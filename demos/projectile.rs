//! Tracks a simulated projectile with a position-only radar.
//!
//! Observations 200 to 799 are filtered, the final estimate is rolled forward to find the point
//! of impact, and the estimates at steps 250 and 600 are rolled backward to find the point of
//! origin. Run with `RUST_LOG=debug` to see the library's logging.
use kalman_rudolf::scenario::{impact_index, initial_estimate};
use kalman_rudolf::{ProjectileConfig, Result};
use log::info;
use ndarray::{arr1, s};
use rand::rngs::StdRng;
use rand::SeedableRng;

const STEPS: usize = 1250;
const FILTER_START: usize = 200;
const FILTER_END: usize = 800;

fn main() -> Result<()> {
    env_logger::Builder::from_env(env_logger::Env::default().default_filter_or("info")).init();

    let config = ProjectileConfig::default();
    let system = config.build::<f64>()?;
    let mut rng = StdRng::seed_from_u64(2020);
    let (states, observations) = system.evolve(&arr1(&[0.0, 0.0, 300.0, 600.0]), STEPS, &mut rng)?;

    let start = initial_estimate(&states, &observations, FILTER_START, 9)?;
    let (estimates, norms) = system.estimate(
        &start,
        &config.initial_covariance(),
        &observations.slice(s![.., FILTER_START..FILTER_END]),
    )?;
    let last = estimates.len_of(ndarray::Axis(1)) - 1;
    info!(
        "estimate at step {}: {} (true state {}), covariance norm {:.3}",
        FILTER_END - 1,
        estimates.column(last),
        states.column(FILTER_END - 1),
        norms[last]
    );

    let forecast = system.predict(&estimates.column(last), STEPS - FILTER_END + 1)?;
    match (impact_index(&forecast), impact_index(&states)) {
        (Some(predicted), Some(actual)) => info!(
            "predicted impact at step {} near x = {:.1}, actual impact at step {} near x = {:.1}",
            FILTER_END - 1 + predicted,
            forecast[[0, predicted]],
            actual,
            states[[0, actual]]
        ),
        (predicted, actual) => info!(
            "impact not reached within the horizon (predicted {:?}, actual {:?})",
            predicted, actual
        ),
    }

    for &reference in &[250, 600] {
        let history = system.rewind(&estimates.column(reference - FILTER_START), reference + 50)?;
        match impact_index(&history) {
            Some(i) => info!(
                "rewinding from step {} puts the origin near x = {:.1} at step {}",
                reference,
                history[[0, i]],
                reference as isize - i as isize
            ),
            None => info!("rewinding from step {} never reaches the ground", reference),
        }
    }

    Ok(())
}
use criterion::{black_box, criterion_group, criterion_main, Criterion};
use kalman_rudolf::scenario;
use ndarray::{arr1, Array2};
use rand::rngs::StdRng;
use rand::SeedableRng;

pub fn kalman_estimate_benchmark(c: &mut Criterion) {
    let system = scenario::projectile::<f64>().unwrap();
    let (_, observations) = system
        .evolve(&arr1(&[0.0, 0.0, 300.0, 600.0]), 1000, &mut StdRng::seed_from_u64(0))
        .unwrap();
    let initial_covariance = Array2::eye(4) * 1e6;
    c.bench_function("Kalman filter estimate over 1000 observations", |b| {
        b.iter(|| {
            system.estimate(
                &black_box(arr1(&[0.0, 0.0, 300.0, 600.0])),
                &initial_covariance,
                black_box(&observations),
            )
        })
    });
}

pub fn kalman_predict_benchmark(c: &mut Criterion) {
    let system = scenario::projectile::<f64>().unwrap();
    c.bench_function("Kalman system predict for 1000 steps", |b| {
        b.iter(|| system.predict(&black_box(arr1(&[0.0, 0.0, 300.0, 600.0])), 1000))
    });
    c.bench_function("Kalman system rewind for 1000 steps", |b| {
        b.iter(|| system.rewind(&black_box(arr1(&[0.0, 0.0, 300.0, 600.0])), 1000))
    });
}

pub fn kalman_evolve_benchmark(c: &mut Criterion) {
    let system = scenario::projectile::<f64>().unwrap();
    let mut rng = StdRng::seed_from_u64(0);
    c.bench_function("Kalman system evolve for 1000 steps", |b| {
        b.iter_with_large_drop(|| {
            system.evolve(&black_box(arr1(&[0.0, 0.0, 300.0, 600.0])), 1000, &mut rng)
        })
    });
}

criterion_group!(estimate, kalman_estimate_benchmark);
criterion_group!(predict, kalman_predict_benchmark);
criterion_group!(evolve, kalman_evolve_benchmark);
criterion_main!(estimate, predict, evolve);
____
* **EXERCISE INSTRUCTIONS**
In the listing above, reproduce the first line and each one after it through the line that contains "the point of".

* **SOLUTION TO THE PROBLEM**
filename demos/projectile.rs
//! Tracks a simulated projectile with a position-only radar.
//!
//! Observations 200 to 799 are filtered, the final estimate is rolled forward to find the point
//! of impact, and the estimates at steps 250 and 600 are rolled backward to find the point of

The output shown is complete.